Characterisation of new genes involved in Arabidopsis vascular development

Abstract

The vascular system of plants is composed of two main tissues: the xylem and phloem, which arise from meristematic cells positioned between them. Xylem is the woody tissue responsible for water transport, while the phloem transports photosynthates. PHLOEM INTERCALATED WITH XYLEM (PXY) is a receptor-like kinase, which in cooperation with its peptide ligand TRACHEARY DIFFERENTIATION INHIBITORY FACTOR (TDIF), controls the formation and maintenance of the vascular tissue. Despite the crucial importance of PXY-TDIF in controlling vascular development, the principles coordinating these elements remain unknown.

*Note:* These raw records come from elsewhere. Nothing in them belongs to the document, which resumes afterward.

// =============================================================================
// StrategyManager — regime-aware weighted voting over the strategy set
// =============================================================================
//
// For each side, the score is the sum of `weight * confidence` over the
// strategies voting that side, with the weight vector selected by the current
// regime. The winner is the side with the highest score.
//
// Tie-break policy on equal scores: HOLD wins over a directional side, BUY
// wins over SELL. Output confidence is the winner's score renormalized by the
// total directional (non-HOLD) score, clamped to [0, 1].
//
// Every per-strategy contribution is logged for post-mortem traceability.
// =============================================================================

use std::collections::HashMap;

use serde::Serialize;
use tracing::{debug, info};

use crate::config::DynamicStrategySelection;
use crate::errors::ConfigError;
use crate::regime::MarketRegime;
use crate::strategies::{StrategySignal, STRATEGY_NAMES};
use crate::types::Side;

/// The contribution of one strategy to the final vote.
#[derive(Debug, Clone, Serialize)]
pub struct StrategyContribution {
    pub strategy: String,
    pub side: Side,
    pub weight: f64,
    pub confidence: f64,
    pub weighted_score: f64,
}

/// Combined directional proposal for one cycle.
#[derive(Debug, Clone, Serialize)]
pub struct StrategyProposal {
    pub side: Side,
    pub confidence: f64,
    pub buy_score: f64,
    pub sell_score: f64,
    pub hold_score: f64,
    pub regime: MarketRegime,
    pub contributions: Vec<StrategyContribution>,
}

pub struct StrategyManager {
    /// regime key → (strategy name → weight), validated at construction.
    weights: HashMap<String, HashMap<String, f64>>,
}

impl StrategyManager {
    /// Build from the validated configuration mapping.
    pub fn new(selection: &DynamicStrategySelection) -> Result<Self, ConfigError> {
        for (regime, weights) in &selection.regime_strategy_mapping {
            for name in STRATEGY_NAMES {
                if !weights.contains_key(name) {
                    return Err(ConfigError::Invalid(format!(
                        "regime {regime} has no weight for strategy {name}"
                    )));
                }
            }
        }
        Ok(Self {
            weights: selection.regime_strategy_mapping.clone(),
        })
    }

    /// Weight vector for a regime. Validation at startup guarantees presence.
    fn weight_for(&self, regime: MarketRegime, strategy: &str) -> f64 {
        self.weights
            .get(regime.as_str())
            .and_then(|m| m.get(strategy))
            .copied()
            .unwrap_or(0.0)
    }

    /// Combine the six per-strategy signals into one proposal.
    pub fn combine(&self, signals: &[StrategySignal], regime: MarketRegime) -> StrategyProposal {
        let mut buy_score = 0.0;
        let mut sell_score = 0.0;
        let mut hold_score = 0.0;
        let mut contributions = Vec::with_capacity(signals.len());

        for signal in signals {
            let weight = self.weight_for(regime, signal.strategy);
            let weighted = weight * signal.confidence;

            match signal.side {
                Side::Buy => buy_score += weighted,
                Side::Sell => sell_score += weighted,
                Side::Hold => hold_score += weighted,
            }

            contributions.push(StrategyContribution {
                strategy: signal.strategy.to_string(),
                side: signal.side,
                weight,
                confidence: signal.confidence,
                weighted_score: weighted,
            });

            debug!(
                strategy = signal.strategy,
                side = %signal.side,
                weight,
                confidence = signal.confidence,
                weighted,
                regime = %regime,
                "strategy contribution"
            );
        }

        // Winner selection with the strict tie-break order: HOLD beats a
        // directional side on equal score, BUY beats SELL.
        let side = if hold_score >= buy_score && hold_score >= sell_score {
            Side::Hold
        } else if buy_score >= sell_score {
            Side::Buy
        } else {
            Side::Sell
        };

        let winner_score = match side {
            Side::Buy => buy_score,
            Side::Sell => sell_score,
            Side::Hold => hold_score,
        };

        let directional_total = buy_score + sell_score;
        let confidence = if directional_total > 0.0 {
            (winner_score / directional_total).clamp(0.0, 1.0)
        } else {
            0.0
        };

        info!(
            side = %side,
            confidence = format!("{:.3}", confidence),
            buy_score = format!("{:.3}", buy_score),
            sell_score = format!("{:.3}", sell_score),
            hold_score = format!("{:.3}", hold_score),
            regime = %regime,
            "strategy vote combined"
        );

        StrategyProposal {
            side,
            confidence,
            buy_score,
            sell_score,
            hold_score,
            regime,
            contributions,
        }
    }
}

TDIF is derived from CLE41, but the mechanism whereby CLE41 is cleaved into TDIF, TDIF secretion by phloem cells, and events in the cytoplasm following TDIF binding to PXY is unknown. Where some components of TDIF-PXY signalling have been described, interacting factors are not known. Consequently, knowledge of PXY signalling remains somewhat limited. To identify new components of TDIF-PXY signalling, a mutagenesis screen was performed in lines over-expressing TDIF. In this thesis, wa3 and wa10 were identified as suppressors of the TDIF over-expression phenotype, and were thus hypothesised to encode components of PXY signalling. The wa3 lesion was not identified, but wa10, characterised by a complete suppression for 35S::CLE41 was found to encode a WD40/transducing domain-containing protein, which we renamed PUCK. Further alleles were used to verify that mutations in PUCK could suppress CLE41 overexpression phenotypes. Genetic interactions with pxy, er and bp were also analysed.